'Ah why,' cried Lady Aurora, 'did you not speak? why not indulge the impulse of nature, and of kindness? Your talents, your acquirements, your manners, won, instantly, all our admiration; enchanted, bewitched us; but how wide were we from thinking, at that first moment, that we had any tie to a mutual regard with the accomplished Miss Ellis! Our first notion of that happiness, though still far from the truth,—was after that cruel scene, which must for ever be blotted from all our memories;—when my poor brother was urged on,—so unhappily! to forget himself. The knowledge of that disgrace, from some listening servants, reached Mrs Howel; she communicated it to my uncle Denmeath: no wonder he was alarmed! Still, however, he told us not the story; though, to stop the progress of what he feared, he acquainted us, that a report had formerly been spread, that we had a distant relation abroad; not, he said,—forgive him, if possible!—not in a right line related, and never, by my father, meant to be any way acknowledged.—Oh how little he knew my father! or, let me say, either of his daughters!—But, having put my brother upon his guard, by suggesting that it was possible that you might be this distant and unhonoured relation.—Ah, my Miss Ellis! if you had seen our indignant looks, when we heard such phrases!—He promised to seek you himself, and to examine into the affair; and exacted, forced from us both a promise, in return, that we would never either meet or write to you, till he had ascertained what was the truth. The unfortunate scene at Mrs Howel's alone made my brother submit; for he feared misconstruction: and his submission of course included mine. Ah! had you spoken at that time! had you revealed—'

'Alas! my distresses were so complicate! What most I wished upon earth, was constantly counteracted by what most I dreaded! I could not make myself known to my friends,—in the soothing supposition that such I should find!—without betraying myself to my enemy; for Lord Denmeath would assuredly have made me over to my persecutor.
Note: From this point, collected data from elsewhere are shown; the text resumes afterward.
use assert_cmd::cargo::cargo_bin_cmd;
use jsonschema::JSONSchema;
use serde_json::{json, Value};
use std::fs;
use std::path::{Path, PathBuf};
use tempfile::TempDir;

fn run_json(home: &Path, args: &[&str]) -> Value {
    let mut cmd = cargo_bin_cmd!("humanklu");
    cmd.env("HOME", home).current_dir(home).arg("--json").args(args);
    let out = cmd.assert().success().get_output().stdout.clone();
    serde_json::from_slice(&out).expect("valid json output")
}

fn load_schema(name: &str) -> Value {
    let root = PathBuf::from(env!("CARGO_MANIFEST_DIR"));
    let raw = fs::read_to_string(root.join("docs/contracts").join(name)).unwrap();
    serde_json::from_str(&raw).unwrap()
}

fn validate(schema_name: &str, data: &Value) {
    let schema = load_schema(schema_name);
    let validator = JSONSchema::compile(&schema).expect("compile schema");
    let msgs: Vec<String> = match validator.validate(data) {
        Ok(()) => return,
        Err(errors) => errors.map(|e| e.to_string()).collect(),
    };
    panic!("{schema_name} validation failed: {}", msgs.join(" | "));
}

fn read(path: &Path) -> Value {
    serde_json::from_str(&fs::read_to_string(path).unwrap()).unwrap()
}

fn write_inputs(dir: &Path) {
    fs::create_dir_all(dir).unwrap();
    let dims = |evid: f64| {
        json!({
            "EVID": {"score": evid, "rationale": "r"}, "MECH": {"score": 8.0, "rationale": "r"},
            "INC": {"score": 8.0, "rationale": "r"}, "RISK": {"score": 8.0, "rationale": "r"},
            "SPEC": {"score": 8.0, "rationale": "r"}
        })
    };
    fs::write(
        dir.join("01_mixed.json"),
        json!({
            "title": "Mixed evidence report",
            "author": {"model_version": "model-a"},
            "dimensions": dims(9.0),
            "claims": [
                {"text": "Signed releases since 2023", "evidence_type": "VERIFIED",
                 "source": {"type": "WEB", "uri": "https://example.com/releases", "title": "Releases"}},
                {"text": "There is no public audit of the updater", "evidence_type": "VERIFIED"},
                {"text": "Likely reuses the vendor SDK", "source_url": "https://example.com/sdk"}
            ]
        })
        .to_string(),
    )
    .unwrap();
    fs::write(
        dir.join("02_institutional.json"),
        json!({
            "title": "Institutional grade report",
            "dimensions": {
                "EVID": {"score": 9.0}, "MECH": {"score": 8.5}, "INC": {"score": 8.5},
                "RISK": {"score": 8.5}, "SPEC": {"score": 8.5}
            },
            "claims": [{"text": "Audited by two firms", "evidence_type": "VERIFIED",
                        "source": {"type": "REPORT", "uri": "https://example.com/a", "title": "Audit"}}]
        })
        .to_string(),
    )
    .unwrap();
    fs::write(dir.join("03_invalid.json"), json!({"title": "No dimensions"}).to_string()).unwrap();
}

#[test]
fn contracts_check() {
    let tmp = TempDir::new().unwrap();
    let home = tmp.path().join("home");
    let inputs = tmp.path().join("inputs");
    let out = tmp.path().join("batch");
    fs::create_dir_all(&home).unwrap();
    write_inputs(&inputs);

    let batch = run_json(
        &home,
        &[
            "batch",
            "--inputs",
            inputs.to_str().unwrap(),
            "--output",
            out.to_str().unwrap(),
        ],
    );
    assert_eq!(batch["ok"], true);
    validate("batch_summary.schema.json", &batch["data"]);
    validate("batch_summary.schema.json", &read(&out.join("summary.json")));

    for run in ["01_mixed", "02_institutional"] {
        let dir = out.join("runs").join(run);
        validate("evidence.schema.json", &read(&dir.join("evidence.json")));
        validate("sci_score.schema.json", &read(&dir.join("sci_score.json")));
        validate("audit.schema.json", &read(&dir.join("humanklu_audit.json")));
    }

    let inst = read(&out.join("runs/02_institutional/humanklu_audit.json"));
    assert_eq!(inst["certification_level"], "HK-INSTITUTIONAL");
    assert_eq!(inst["institutional_requires_two_reviews"], true);

    let ledger_path = out.join("ledger.jsonl");
    let raw = fs::read_to_string(&ledger_path).unwrap();
    let lines: Vec<&str> = raw.lines().collect();
    assert_eq!(lines.len(), 2);
    for line in lines {
        validate("ledger_entry.schema.json", &serde_json::from_str(line).unwrap());
    }

    let listed = run_json(&home, &["--ledger", ledger_path.to_str().unwrap(), "ledger", "list"]);
    for entry in listed["data"].as_array().unwrap() {
        validate("ledger_entry.schema.json", entry);
    }
}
How, then, in a situation so critical, yet so helpless, could I selfishly involve in my wretchedness, my perplexity and my concealment, the kindest and tenderest of human hearts?'

'Frequently,' said Lady Aurora, 'we have considered, and consulted together, what steps we ought to take; but the fear of some mistake, some imprudence, some offence, in a point so doubtful, so delicate, made us always decide that it was for you to speak first. And when I pressed so earnestly for your confidence, it was in the hope, the flattering hope, that I should prove my title to taking such a liberty. I had not, else, been so importunate, so inconsiderate. My brother, too, actuated by the same hope, urged you, perhaps, even more precipitately; but in all honour, with all respect; with no view, no thought, but to cement our regard by the ties of kindred. My brother can scarcely yet know our beloved acquisition; but Sir Jaspar tells me that he has sent a duplicate-letter to him, with the same precious history that he has written to me. Oh, how fervent will be his delight!'

She then related, to the grateful, but joy overpowered Juliet, that she had herself but just acquired this information, through the letter of which she had spoken; and which had been put into her hands, as she was setting out for Chudleigh-park; to which place Mrs Howel had, hastily, asked her to set off first, with her maid; promising to overtake her by the way.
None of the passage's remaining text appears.